======== Provided information

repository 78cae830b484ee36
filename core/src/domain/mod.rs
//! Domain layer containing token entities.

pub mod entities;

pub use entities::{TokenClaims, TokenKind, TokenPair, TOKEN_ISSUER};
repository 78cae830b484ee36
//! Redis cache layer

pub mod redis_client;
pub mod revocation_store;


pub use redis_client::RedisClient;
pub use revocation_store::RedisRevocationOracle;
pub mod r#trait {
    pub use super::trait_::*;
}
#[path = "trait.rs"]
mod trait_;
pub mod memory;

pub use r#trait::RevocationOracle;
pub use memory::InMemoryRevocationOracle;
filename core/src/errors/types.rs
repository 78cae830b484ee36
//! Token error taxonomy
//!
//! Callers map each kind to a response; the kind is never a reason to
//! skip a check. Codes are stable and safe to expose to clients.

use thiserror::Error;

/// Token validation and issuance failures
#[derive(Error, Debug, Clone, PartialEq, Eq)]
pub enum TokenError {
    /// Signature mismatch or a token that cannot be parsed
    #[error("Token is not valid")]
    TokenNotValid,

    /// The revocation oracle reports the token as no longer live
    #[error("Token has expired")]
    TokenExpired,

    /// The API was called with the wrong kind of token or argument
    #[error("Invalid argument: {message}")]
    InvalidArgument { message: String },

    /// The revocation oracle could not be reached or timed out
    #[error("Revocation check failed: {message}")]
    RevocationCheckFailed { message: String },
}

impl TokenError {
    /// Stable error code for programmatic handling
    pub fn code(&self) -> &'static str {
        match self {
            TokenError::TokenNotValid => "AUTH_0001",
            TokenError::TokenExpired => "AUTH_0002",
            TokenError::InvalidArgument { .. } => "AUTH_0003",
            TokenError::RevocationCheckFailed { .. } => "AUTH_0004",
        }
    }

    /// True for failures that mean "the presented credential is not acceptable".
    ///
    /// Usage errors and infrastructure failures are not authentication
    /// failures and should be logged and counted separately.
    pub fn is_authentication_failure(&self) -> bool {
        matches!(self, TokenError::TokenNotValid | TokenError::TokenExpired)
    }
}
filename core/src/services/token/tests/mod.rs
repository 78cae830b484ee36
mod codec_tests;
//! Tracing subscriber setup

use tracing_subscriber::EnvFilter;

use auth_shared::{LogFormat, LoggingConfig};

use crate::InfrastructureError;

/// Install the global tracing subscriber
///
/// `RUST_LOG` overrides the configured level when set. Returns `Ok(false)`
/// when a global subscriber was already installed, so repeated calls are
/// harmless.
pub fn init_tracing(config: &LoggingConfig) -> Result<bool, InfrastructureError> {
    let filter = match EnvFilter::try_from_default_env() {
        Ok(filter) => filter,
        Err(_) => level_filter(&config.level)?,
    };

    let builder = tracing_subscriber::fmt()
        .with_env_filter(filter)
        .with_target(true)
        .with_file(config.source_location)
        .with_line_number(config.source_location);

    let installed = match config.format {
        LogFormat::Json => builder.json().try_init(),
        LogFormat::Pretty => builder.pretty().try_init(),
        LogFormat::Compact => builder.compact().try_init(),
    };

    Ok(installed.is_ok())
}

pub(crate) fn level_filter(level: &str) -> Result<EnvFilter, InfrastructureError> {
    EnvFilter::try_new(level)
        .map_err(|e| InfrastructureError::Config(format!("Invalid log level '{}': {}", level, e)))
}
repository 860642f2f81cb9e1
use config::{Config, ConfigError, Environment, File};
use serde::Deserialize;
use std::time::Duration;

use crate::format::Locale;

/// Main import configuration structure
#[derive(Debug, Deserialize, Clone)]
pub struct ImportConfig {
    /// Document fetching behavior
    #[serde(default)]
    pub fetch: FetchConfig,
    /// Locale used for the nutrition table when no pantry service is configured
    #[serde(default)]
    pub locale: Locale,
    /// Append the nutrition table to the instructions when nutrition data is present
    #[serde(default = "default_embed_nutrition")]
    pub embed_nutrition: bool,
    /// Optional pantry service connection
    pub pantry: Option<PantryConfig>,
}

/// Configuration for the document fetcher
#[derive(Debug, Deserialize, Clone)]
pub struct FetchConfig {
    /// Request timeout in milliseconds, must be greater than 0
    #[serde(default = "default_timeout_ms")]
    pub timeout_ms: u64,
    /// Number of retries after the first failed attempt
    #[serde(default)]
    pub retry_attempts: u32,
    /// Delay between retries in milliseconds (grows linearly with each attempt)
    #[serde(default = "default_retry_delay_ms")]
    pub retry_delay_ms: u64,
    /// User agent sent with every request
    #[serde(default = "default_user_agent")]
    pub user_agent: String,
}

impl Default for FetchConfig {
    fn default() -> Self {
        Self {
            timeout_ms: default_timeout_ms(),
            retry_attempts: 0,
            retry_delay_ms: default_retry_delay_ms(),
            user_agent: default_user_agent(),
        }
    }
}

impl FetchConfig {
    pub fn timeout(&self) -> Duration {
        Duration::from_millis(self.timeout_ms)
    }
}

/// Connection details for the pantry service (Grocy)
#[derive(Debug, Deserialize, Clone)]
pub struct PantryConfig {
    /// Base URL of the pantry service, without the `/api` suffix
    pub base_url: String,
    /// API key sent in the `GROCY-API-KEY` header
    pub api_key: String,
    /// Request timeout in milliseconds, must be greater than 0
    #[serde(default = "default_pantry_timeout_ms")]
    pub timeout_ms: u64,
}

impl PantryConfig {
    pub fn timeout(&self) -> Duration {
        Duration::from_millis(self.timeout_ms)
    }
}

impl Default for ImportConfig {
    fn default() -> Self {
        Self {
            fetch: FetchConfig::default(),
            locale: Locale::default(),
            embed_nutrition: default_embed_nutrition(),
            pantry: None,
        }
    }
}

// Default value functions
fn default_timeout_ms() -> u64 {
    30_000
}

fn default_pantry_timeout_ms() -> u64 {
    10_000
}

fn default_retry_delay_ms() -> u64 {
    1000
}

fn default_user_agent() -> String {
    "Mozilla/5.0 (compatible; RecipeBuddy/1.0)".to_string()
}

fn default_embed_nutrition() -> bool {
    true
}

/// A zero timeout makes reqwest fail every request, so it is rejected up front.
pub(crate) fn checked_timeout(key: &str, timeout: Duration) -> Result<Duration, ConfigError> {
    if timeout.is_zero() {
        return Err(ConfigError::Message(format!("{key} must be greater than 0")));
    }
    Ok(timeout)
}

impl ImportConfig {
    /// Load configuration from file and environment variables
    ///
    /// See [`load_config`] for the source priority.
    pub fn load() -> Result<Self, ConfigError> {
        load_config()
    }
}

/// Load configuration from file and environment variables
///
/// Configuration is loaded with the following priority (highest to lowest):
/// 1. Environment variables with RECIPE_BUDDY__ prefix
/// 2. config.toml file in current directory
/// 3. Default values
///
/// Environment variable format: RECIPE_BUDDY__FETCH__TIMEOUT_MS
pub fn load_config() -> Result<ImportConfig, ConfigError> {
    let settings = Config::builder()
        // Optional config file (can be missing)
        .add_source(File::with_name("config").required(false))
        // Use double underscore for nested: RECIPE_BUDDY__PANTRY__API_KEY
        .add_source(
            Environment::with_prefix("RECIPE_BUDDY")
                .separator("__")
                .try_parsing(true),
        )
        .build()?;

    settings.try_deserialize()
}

================

# Exercise aim:
If a line in the records has the word "bool", copy that line.

# Final answer:
    pub fn is_authentication_failure(&self) -> bool {
pub fn init_tracing(config: &LoggingConfig) -> Result<bool, InfrastructureError> {
    pub embed_nutrition: bool,
fn default_embed_nutrition() -> bool {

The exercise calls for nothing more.